When facing grief, it’s common to think it’s centralized on you.

Before I proceed further, let me say that I never undervalue anyone’s grief no matter how small it may be. Different people have different problems with different point of views.

That said, I think it does help if we keep in mind that there are problems everywhere.

Everyone always has something or the other going on. Sometimes, it may take time to see that as some people are more expressive about their feelings than others.

But they’re always there.

Taking that thought forward, one thing that helps me often is seeking out others who are going through something similar.

I do this mostly online, on forums and message boards. For example, if I have writing issues, I address the writing community on Twitter. More often than not, I get several adequate responses.

When my depression gets really bad, I visit a couple of private forums that have been set up for people with symptoms specifucally similar to mine.

If we remember these two main points, that there are others out there like us and to actively seek them out, the journey might become a little easier.
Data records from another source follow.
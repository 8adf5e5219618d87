//! [`ScenePipeline`] – runs every stage in order.
//!
//! ```text
//! transform graph ─► obstacles ─► category index ─► head layout ─► build
//! ```
//!
//! Each stage consumes the complete output of the previous one.  The graph is
//! transformed in a single eager pass, so all input errors surface before any
//! geometry is computed.

use std::path::PathBuf;

use semmap_perception::obstacles::{Bounds2, ObstacleSet};
use semmap_perception::raster::OccupancyMap;
use semmap_perception::transform::CoordinateTransformer;
use semmap_semantic::category::CategoryIndex;
use semmap_semantic::detection::DetectionGraph;
use semmap_semantic::palette::Palette;
use semmap_types::{ConfigError, SceneError};
use tracing::{debug, info};

use crate::builder::SceneGraphBuilder;
use crate::config::SceneConfig;
use crate::layout::CircularLayout;
use crate::scene::SceneDescription;

/// File locations for [`ScenePipeline::run_files`].
#[derive(Debug, Clone, PartialEq)]
pub struct PipelineInputs {
    /// YAML sidecar with resolution and origin.
    pub map_yaml: PathBuf,
    /// Raster image.  Falls back to the sidecar's `image:` entry.
    pub map_image: Option<PathBuf>,
    /// Node-link detection graph.
    pub graph_json: PathBuf,
}

/// A validated configuration and palette, ready to turn inputs into scenes.
#[derive(Debug, Clone)]
pub struct ScenePipeline {
    config: SceneConfig,
    palette: Palette,
}

impl ScenePipeline {
    /// # Errors
    ///
    /// Any [`ConfigError`] reported by [`SceneConfig::validate`].
    pub fn new(config: SceneConfig, palette: Palette) -> Result<Self, ConfigError> {
        config.validate()?;
        Ok(Self { config, palette })
    }

    pub fn config(&self) -> &SceneConfig {
        &self.config
    }

    pub fn palette(&self) -> &Palette {
        &self.palette
    }

    /// Build a scene from an already-loaded map and graph.
    pub fn run(
        &self,
        map: &OccupancyMap,
        graph: &DetectionGraph,
    ) -> Result<SceneDescription, SceneError> {
        let nodes = graph.transform_all(self.config.detection_frame())?;

        let transformer =
            CoordinateTransformer::for_map(map).with_vertical_offset(self.config.vertical_offset);
        let obstacles = ObstacleSet::from_map(map, &transformer);
        debug!(
            vertical_offset = transformer.vertical_offset(),
            count = obstacles.len(),
            "obstacles placed"
        );

        let index = CategoryIndex::from_nodes(nodes);
        info!(
            obstacles = obstacles.len(),
            categories = index.len(),
            detections = index.member_count(),
            outside_map = obstacles.bounds().map_or(0, |b| detections_outside(&index, &b)),
            "inputs indexed"
        );

        let layout = CircularLayout::new(
            obstacles.centroid(),
            self.config.spacing,
            self.config.head_z,
        )?;
        let anchors = layout.assign(&index);
        debug!(centre = ?layout.centre(), spacing = layout.spacing(), "head anchors placed");

        let scene = SceneGraphBuilder::new(&self.config, &self.palette).build(
            &obstacles,
            &index,
            &anchors,
        )?;
        info!(
            points = scene.point_count(),
            edges = scene.edge_count(),
            "scene built"
        );
        Ok(scene)
    }

    /// Load the map and graph from disk, then [`run`][Self::run].
    pub fn run_files(&self, inputs: &PipelineInputs) -> Result<SceneDescription, SceneError> {
        let map = match &inputs.map_image {
            Some(image) => OccupancyMap::load(image, &inputs.map_yaml)?,
            None => OccupancyMap::load_from_descriptor(&inputs.map_yaml)?,
        };
        let graph = DetectionGraph::load(&inputs.graph_json)?;
        self.run(&map, &graph)
    }
}

/// Detections whose (x, y) falls outside `bounds`.  A large share usually
/// means the graph and the raster disagree on the y flip or offset.
fn detections_outside(index: &CategoryIndex, bounds: &Bounds2) -> usize {
    index
        .categories()
        .filter_map(|key| index.members(key))
        .flatten()
        .filter(|p| !bounds.contains(**p))
        .count()
}

// ────────────────────────────────────────────────────────────────────────────
// Tests
// ────────────────────────────────────────────────────────────────────────────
Will it always offer a solution? Not necessarily. But it will help you cope better with whatever you’re dealing with.

How do you seek help when dealing with grief? Do you seek others out who are in the same boat? Share your thoughts and methods in the comment section below.

Self-care

“When you say ‘yes’ to others, make sure you’re not saying ‘no’ to yourself.”

-Paulo Cohelo

This quote by Brazilian songwriter and author Paulo Cohelo is very important to remember, especially when caring for loved ones.

Before we set out to make anyone else happy, we must make sure we’re happy.

That will allow us to spread more happiness to others.

It’s like they say on a plane, always put an oxygen mask on yourself before assisting others.

If we’re helping people grudgingly, the negativity could easily rub off with the help you give.

Be selfish every once in a while. Because you deserve it and are worth it as an individual.